Adnan Dinçer’in hayatının belgesel olduğunu duyduğumda çok büyük beklentim yoktu. Biraz üstün körü bir çalışma olacağını, kronolojik bir belge olarak bizde kalacağını tahmin ettim. Fakat tam tersi oldu. İçinde ana fikri bulunan, söyleyecek cümlesi olan, bir derdi bulunan belgeseli karşımda buldum. Bilgi Üniversitesi’nden Emre Karakuş, Can Gezgör ve Cem Gezgör harika iş çıkarmışlar.
Adnan Dinçer’in ve çevresindekilerinin de katkısı inanılmaz. Türkiye’deki futbol ortamını, tek bir kişinin kariyeri üzerinden ifade edebilmek çok önemli bir başarı. Salondan çıkınca, içinizde sıkışan ve ötelediğiniz tüm idealist his ve düşünceleri tekrar harlıyorsunuz. Bedel ödemenin korkusundan arınıyorsunuz. Önemli olan günün ve ömrün sonunda dik durmanın yarattığı gurur… Tabi Adnan Dinçer de öyle mi hissetmiştir tüm hayatı boyunca onu bilemeyiz.

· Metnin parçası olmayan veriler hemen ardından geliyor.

//! Request pipeline benchmarks
//!
//! Measures the orchestrator overhead around an instantly answering driver:
//! - One query through the store (pipeline + reducer + broadcast)
//! - A batch of queries under distinct keys
//! - Cancellation of many pending keys
//!
//! Run with: `cargo bench -p composable-requests-runtime`

#![allow(missing_docs)] // Benchmarks don't need extensive docs
#![allow(clippy::expect_used)] // Benchmarks can use expect for setup

use composable_requests_cache::{NetworkReducer, NetworkState};
use composable_requests_core::{AbortRequests, Request, RequestAction, RequestMeta, Response};
use composable_requests_runtime::driver::{DriverCall, driver_fn};
use composable_requests_runtime::{OrchestratorConfig, Store};
use criterion::{BenchmarkId, Criterion, Throughput, black_box, criterion_group, criterion_main};
use std::time::Duration;

fn instant_store() -> Store<NetworkState, NetworkReducer> {
    let driver = driver_fn(|request, _action| DriverCall::ready(Ok(Response::with_data(request.url))));
    Store::new(NetworkState::default(), NetworkReducer::default(), OrchestratorConfig::new(driver))
}

fn pending_store() -> Store<NetworkState, NetworkReducer> {
    let driver = driver_fn(|_request, _action| DriverCall::new(futures::future::pending()));
    Store::new(NetworkState::default(), NetworkReducer::default(), OrchestratorConfig::new(driver))
}

fn fetch_book(id: usize) -> RequestAction {
    RequestAction::new("FETCH_BOOK", Request::get(format!("/books/{id}")))
        .with_meta(RequestMeta::default().with_request_key(id.to_string()))
}

/// Single query: request, driver call, success, two reductions
fn bench_single_request(c: &mut Criterion) {
    let mut group = c.benchmark_group("request_single");
    group.measurement_time(Duration::from_secs(5));

    let runtime = tokio::runtime::Runtime::new().expect("Failed to create runtime");
    let store = instant_store();

    group.bench_function("query_roundtrip", |b| {
        b.to_async(&runtime).iter(|| async {
            store.send(black_box(fetch_book(1)).into()).await.ok();
        });
    });

    group.finish();
}

/// Many keyed queries sent concurrently
fn bench_concurrent_requests(c: &mut Criterion) {
    let mut group = c.benchmark_group("request_concurrent");
    group.measurement_time(Duration::from_secs(5));

    let runtime = tokio::runtime::Runtime::new().expect("Failed to create runtime");

    for count in [10_usize, 100] {
        group.throughput(Throughput::Elements(count as u64));
        group.bench_with_input(BenchmarkId::from_parameter(count), &count, |b, &count| {
            b.to_async(&runtime).iter(|| async move {
                let store = instant_store();
                let sends = (0..count).map(|id| store.send(fetch_book(id).into()));
                futures::future::join_all(sends).await;
            });
        });
    }

    group.finish();
}

/// Cancelling every pending key with one ABORT_REQUESTS
fn bench_abort_all(c: &mut Criterion) {
    let mut group = c.benchmark_group("request_abort");
    group.measurement_time(Duration::from_secs(5));

    let runtime = tokio::runtime::Runtime::new().expect("Failed to create runtime");

    group.bench_function("abort_100_pending", |b| {
        b.to_async(&runtime).iter(|| async {
            let store = pending_store();
            let sends = futures::future::join_all((0..100).map(|id| store.send(fetch_book(id).into())));
            let abort = async {
                while store.orchestrator().registry().pending_keys() < 100 {
                    tokio::task::yield_now().await;
                }
                store.send(AbortRequests::default().into()).await.ok();
            };
            futures::future::join(sends, abort).await;
        });
    });

    group.finish();
}

criterion_group!(benches, bench_single_request, bench_concurrent_requests, bench_abort_all);
criterion_main!(benches);
//! Per-type query sub-reducer.

use crate::NetworkConfig;
use composable_requests_core::action::{Action, RequestAction, keys_select_type};
use composable_requests_core::hooks::{MutationUpdater, RequestPredicate};
use composable_requests_core::meta::RequestMeta;
use serde::{Deserialize, Serialize};
use serde_json::Value;
use std::collections::HashMap;

/// Cached state of one query type
#[derive(Clone, Debug, Default, PartialEq, Serialize, Deserialize)]
pub struct QueryState {
    /// Last successful data, `null` (or `[]` for list queries) until then
    #[serde(default)]
    pub data: Value,
    /// Error of the last failed call, cleared by the next request or success
    #[serde(default, skip_serializing_if = "Option::is_none")]
    pub error: Option<Value>,
    /// Calls of this type currently in flight
    #[serde(default)]
    pub pending: u32,
}

impl QueryState {
    /// Whether at least one call is in flight
    #[must_use]
    pub const fn is_loading(&self) -> bool {
        self.pending > 0
    }
}

/// Configuration of one query sub-reducer
///
/// Built once, when the reducer for a type is created: network-wide defaults
/// first, then the options of the request action that triggered creation.
#[derive(Clone)]
pub(crate) struct QueryConfig {
    action_type: String,
    is_read_only: RequestPredicate,
    multiple: bool,
    reset_on: Vec<String>,
    mutations: HashMap<String, MutationUpdater>,
}

impl QueryConfig {
    pub(crate) fn new(config: &NetworkConfig, action_type: &str, meta: Option<&RequestMeta>) -> Self {
        Self {
            action_type: action_type.to_string(),
            is_read_only: config.is_request_read_only.clone(),
            multiple: meta.and_then(|meta| meta.multiple).unwrap_or(false),
            reset_on: meta
                .and_then(|meta| meta.reset_on.clone())
                .unwrap_or_else(|| config.reset_on.clone()),
            mutations: meta.map(|meta| meta.mutations.clone()).unwrap_or_default(),
        }
    }
}

/// Folds the lifecycle of one query type into its [`QueryState`]
pub(crate) struct QueryReducer {
    config: QueryConfig,
}

impl QueryReducer {
    pub(crate) const fn new(config: QueryConfig) -> Self {
        Self { config }
    }

    pub(crate) fn initial_state(&self) -> QueryState {
        QueryState {
            data: self.initial_data(),
            error: None,
            pending: 0,
        }
    }

    fn initial_data(&self) -> Value {
        if self.config.multiple {
            Value::Array(Vec::new())
        } else {
            Value::Null
        }
    }

    fn owns(&self, request: &RequestAction) -> bool {
        request.action_type == self.config.action_type && (self.config.is_read_only)(request)
    }

    fn reset(&self, state: &mut QueryState) {
        state.data = self.initial_data();
        state.error = None;
    }

    pub(crate) fn reduce(&self, state: &mut QueryState, action: &Action) {
        if self.config.reset_on.iter().any(|t| t == action.action_type()) {
            self.reset(state);
        }

        match action {
            Action::Request(request) if self.owns(request) => {
                state.pending += 1;
                state.error = None;
            },
            Action::Success(success) if self.owns(&success.request) => {
                state.data = success.data();
                state.error = None;
                state.pending = state.pending.saturating_sub(1);
            },
            Action::Error(error) if self.owns(&error.request) => {
                state.error = Some(error.error.payload());
                state.pending = state.pending.saturating_sub(1);
            },
            Action::Abort(abort) if self.owns(&abort.request) => {
                state.pending = state.pending.saturating_sub(1);
            },
            Action::Success(success) => {
                if let Some(updater) = self.config.mutations.get(&success.request.action_type) {
                    if !(self.config.is_read_only)(&*success.request) {
                        state.data = updater(&state.data, &success.data());
                    }
                }
            },
            Action::ResetRequests(reset) => {
                if keys_select_type(reset.requests.as_deref(), &self.config.action_type) {
                    self.reset(state);
                }
            },
            _ => {},
        }
    }
}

Belgeselin tamamı güzeldi. Eksik noktaları vardı. Bazı noktalar çok kısa geçildi. Fakat öğrenci kardeşlerimizin emeğinin çıkardığı noktayı eleştirmeye hiç gerek yok. Zaten çok sayıda örneği olmayan bir işe kalkmışlar, çok da iyi yapmışlar.